Collected data:
--

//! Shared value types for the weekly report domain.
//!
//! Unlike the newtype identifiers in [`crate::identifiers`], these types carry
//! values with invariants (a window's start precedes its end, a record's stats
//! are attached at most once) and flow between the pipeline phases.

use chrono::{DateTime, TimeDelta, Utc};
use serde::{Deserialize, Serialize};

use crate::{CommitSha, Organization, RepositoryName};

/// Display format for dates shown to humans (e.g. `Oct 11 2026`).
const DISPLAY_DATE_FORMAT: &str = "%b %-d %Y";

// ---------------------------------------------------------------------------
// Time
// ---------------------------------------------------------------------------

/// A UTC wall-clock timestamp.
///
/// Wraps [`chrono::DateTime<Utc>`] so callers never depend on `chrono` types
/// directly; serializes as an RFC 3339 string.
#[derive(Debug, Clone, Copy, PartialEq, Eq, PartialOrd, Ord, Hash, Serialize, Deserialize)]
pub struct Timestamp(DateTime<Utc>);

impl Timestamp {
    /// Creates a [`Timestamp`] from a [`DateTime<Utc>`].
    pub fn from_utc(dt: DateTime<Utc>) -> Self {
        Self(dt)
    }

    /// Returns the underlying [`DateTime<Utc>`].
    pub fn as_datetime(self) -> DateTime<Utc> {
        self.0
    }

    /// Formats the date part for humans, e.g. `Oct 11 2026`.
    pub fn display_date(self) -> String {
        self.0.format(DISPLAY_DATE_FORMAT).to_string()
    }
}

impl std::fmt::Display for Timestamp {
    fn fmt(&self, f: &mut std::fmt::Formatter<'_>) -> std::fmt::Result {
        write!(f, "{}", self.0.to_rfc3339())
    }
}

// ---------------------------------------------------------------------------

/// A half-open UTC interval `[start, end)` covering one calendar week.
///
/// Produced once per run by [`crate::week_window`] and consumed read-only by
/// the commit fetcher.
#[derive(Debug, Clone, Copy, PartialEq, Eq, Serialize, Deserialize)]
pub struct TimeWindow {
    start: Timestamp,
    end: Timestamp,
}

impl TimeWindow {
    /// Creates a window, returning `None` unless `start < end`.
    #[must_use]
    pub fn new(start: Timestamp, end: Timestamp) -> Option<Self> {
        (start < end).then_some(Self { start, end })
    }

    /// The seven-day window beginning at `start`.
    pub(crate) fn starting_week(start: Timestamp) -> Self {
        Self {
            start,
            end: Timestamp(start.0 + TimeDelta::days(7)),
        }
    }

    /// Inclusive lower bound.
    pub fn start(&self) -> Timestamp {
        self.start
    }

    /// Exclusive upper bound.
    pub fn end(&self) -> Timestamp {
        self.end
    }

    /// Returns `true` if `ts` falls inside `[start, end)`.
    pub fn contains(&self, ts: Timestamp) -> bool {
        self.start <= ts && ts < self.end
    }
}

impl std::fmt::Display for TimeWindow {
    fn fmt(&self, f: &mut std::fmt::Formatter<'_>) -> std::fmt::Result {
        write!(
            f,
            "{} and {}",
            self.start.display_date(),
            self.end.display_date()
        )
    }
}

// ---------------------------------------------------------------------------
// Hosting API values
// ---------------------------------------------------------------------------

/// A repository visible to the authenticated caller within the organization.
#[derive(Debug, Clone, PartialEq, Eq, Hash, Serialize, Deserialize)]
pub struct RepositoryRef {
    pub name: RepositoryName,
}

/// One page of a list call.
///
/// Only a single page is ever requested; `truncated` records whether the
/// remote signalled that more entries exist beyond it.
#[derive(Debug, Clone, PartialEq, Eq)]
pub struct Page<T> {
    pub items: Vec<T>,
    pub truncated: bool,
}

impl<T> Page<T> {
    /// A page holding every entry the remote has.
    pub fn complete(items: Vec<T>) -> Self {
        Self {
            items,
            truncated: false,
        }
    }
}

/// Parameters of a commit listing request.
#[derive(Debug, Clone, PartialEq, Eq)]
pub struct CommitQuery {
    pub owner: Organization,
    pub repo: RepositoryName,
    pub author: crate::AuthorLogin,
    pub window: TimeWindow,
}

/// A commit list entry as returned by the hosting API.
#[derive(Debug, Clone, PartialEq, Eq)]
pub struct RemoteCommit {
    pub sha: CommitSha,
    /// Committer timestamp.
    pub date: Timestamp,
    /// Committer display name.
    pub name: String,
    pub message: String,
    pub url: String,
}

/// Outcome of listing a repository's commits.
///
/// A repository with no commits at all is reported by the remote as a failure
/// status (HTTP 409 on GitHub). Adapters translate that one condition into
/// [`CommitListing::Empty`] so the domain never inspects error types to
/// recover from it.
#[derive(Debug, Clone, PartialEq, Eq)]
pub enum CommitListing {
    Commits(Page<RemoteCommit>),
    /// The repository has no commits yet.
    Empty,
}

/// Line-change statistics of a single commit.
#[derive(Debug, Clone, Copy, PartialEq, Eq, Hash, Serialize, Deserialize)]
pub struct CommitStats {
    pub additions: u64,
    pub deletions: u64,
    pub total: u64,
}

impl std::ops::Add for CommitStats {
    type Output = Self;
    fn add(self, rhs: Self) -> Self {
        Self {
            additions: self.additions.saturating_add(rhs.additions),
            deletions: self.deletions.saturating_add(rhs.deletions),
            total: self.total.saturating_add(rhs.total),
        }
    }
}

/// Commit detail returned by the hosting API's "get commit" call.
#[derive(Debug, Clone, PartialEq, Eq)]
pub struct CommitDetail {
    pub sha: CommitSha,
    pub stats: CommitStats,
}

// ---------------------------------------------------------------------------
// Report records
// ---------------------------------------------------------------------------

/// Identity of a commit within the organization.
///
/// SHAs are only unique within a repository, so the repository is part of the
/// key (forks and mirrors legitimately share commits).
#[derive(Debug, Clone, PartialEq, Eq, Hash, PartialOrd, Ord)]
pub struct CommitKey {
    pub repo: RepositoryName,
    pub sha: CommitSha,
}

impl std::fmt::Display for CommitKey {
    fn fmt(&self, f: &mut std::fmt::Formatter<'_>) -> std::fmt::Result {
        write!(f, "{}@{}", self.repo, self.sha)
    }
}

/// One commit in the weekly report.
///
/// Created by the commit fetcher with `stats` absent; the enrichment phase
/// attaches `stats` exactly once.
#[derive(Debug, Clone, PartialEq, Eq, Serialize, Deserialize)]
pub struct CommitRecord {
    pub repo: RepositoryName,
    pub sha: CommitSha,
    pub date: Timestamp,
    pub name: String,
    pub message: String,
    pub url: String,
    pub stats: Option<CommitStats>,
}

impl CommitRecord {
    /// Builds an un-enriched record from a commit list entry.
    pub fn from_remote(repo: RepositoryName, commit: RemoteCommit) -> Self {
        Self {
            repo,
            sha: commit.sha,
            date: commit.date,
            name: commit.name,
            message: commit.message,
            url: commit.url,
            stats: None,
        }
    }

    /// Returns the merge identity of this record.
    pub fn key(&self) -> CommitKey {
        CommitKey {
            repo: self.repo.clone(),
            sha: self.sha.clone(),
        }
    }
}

--

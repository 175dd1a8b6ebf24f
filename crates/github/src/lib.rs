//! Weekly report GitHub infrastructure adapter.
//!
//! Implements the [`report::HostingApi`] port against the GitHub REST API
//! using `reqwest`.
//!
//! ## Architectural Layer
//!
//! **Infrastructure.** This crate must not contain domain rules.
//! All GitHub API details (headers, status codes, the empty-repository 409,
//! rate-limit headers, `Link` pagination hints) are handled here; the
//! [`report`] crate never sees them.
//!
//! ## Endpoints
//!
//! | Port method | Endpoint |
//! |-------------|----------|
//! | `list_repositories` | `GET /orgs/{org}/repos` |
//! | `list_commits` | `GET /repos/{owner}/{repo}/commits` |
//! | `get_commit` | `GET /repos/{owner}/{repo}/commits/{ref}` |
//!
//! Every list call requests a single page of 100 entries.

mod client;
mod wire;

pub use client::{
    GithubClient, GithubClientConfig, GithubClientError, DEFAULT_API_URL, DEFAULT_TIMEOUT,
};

--

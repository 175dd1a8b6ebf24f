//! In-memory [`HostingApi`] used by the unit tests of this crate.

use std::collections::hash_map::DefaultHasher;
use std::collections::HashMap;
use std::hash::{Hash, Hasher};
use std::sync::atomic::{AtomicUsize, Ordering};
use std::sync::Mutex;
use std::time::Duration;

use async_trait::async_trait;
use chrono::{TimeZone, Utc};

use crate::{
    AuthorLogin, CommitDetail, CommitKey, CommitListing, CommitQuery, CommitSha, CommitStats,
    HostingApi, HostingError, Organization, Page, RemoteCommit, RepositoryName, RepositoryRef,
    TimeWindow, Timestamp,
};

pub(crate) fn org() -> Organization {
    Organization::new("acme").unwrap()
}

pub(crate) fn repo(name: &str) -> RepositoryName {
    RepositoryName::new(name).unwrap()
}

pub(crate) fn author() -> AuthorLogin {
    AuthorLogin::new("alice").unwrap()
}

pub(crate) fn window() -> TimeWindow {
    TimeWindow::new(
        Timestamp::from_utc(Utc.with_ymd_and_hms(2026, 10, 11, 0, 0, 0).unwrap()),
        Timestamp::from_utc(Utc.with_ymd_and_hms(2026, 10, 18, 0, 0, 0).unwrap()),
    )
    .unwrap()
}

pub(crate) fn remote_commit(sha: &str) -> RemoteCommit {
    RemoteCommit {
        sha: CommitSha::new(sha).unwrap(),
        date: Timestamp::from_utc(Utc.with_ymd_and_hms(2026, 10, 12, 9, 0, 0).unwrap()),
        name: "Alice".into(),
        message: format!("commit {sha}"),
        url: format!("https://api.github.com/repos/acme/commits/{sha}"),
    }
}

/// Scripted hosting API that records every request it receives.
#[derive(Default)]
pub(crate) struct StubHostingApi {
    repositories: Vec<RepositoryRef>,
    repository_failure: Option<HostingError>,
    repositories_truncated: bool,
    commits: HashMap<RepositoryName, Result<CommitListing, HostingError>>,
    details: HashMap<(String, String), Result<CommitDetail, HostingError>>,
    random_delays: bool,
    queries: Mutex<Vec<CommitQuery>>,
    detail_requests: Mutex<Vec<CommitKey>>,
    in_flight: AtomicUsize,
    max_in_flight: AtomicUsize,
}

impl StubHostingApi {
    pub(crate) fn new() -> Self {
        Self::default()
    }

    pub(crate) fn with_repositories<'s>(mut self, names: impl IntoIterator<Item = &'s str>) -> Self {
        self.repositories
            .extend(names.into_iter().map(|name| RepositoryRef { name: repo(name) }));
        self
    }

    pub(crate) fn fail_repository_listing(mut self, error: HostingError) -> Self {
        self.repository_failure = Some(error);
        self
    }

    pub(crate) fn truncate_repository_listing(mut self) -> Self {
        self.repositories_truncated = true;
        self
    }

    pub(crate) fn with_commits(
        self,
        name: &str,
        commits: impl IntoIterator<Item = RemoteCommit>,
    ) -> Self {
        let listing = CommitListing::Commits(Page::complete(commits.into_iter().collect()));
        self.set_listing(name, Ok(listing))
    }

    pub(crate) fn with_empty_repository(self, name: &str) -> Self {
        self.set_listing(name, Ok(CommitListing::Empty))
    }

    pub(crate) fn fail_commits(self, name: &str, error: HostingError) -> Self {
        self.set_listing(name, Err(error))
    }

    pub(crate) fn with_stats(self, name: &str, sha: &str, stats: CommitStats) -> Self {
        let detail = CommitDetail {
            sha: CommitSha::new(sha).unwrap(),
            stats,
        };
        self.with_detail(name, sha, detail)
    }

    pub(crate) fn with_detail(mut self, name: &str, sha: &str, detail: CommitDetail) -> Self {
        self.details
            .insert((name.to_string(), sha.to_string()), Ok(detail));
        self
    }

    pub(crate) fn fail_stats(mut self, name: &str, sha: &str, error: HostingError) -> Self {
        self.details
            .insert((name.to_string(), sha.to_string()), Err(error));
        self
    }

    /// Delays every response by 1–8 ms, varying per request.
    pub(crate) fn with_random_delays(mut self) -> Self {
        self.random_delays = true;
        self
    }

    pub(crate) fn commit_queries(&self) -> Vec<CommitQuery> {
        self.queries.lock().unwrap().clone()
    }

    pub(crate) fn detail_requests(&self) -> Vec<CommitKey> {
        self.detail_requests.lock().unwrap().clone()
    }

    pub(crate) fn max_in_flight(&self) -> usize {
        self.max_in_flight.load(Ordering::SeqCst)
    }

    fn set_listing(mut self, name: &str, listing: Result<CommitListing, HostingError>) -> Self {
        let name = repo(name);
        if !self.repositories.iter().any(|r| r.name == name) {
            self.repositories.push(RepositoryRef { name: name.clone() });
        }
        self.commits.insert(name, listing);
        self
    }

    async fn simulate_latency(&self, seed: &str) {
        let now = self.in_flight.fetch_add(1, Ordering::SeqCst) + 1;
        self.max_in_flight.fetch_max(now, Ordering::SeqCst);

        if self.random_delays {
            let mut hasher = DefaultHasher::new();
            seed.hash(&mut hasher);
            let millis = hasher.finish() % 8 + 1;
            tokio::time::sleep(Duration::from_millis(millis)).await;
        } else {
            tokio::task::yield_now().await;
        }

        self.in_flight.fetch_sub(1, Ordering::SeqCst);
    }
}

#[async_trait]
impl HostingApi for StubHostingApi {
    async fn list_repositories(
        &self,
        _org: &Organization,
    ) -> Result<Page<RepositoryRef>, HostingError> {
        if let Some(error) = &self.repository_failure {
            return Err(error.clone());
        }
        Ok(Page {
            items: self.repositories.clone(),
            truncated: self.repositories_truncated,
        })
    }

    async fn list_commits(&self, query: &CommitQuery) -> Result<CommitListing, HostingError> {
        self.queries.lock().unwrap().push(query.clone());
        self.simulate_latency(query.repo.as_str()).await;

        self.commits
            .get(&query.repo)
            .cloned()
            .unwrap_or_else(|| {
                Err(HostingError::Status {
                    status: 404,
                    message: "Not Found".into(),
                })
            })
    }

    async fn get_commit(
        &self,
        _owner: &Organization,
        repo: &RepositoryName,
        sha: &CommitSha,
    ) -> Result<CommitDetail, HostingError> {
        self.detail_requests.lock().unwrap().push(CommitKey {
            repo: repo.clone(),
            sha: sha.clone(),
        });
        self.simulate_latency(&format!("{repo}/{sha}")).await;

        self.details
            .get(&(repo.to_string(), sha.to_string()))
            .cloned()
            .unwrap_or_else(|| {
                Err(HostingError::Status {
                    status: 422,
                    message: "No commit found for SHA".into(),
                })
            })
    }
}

--

> WHAT IS REQUIRED
Count each line above where the string "fetcher" occurs. Give the number only.

> YOUR SOLUTION
2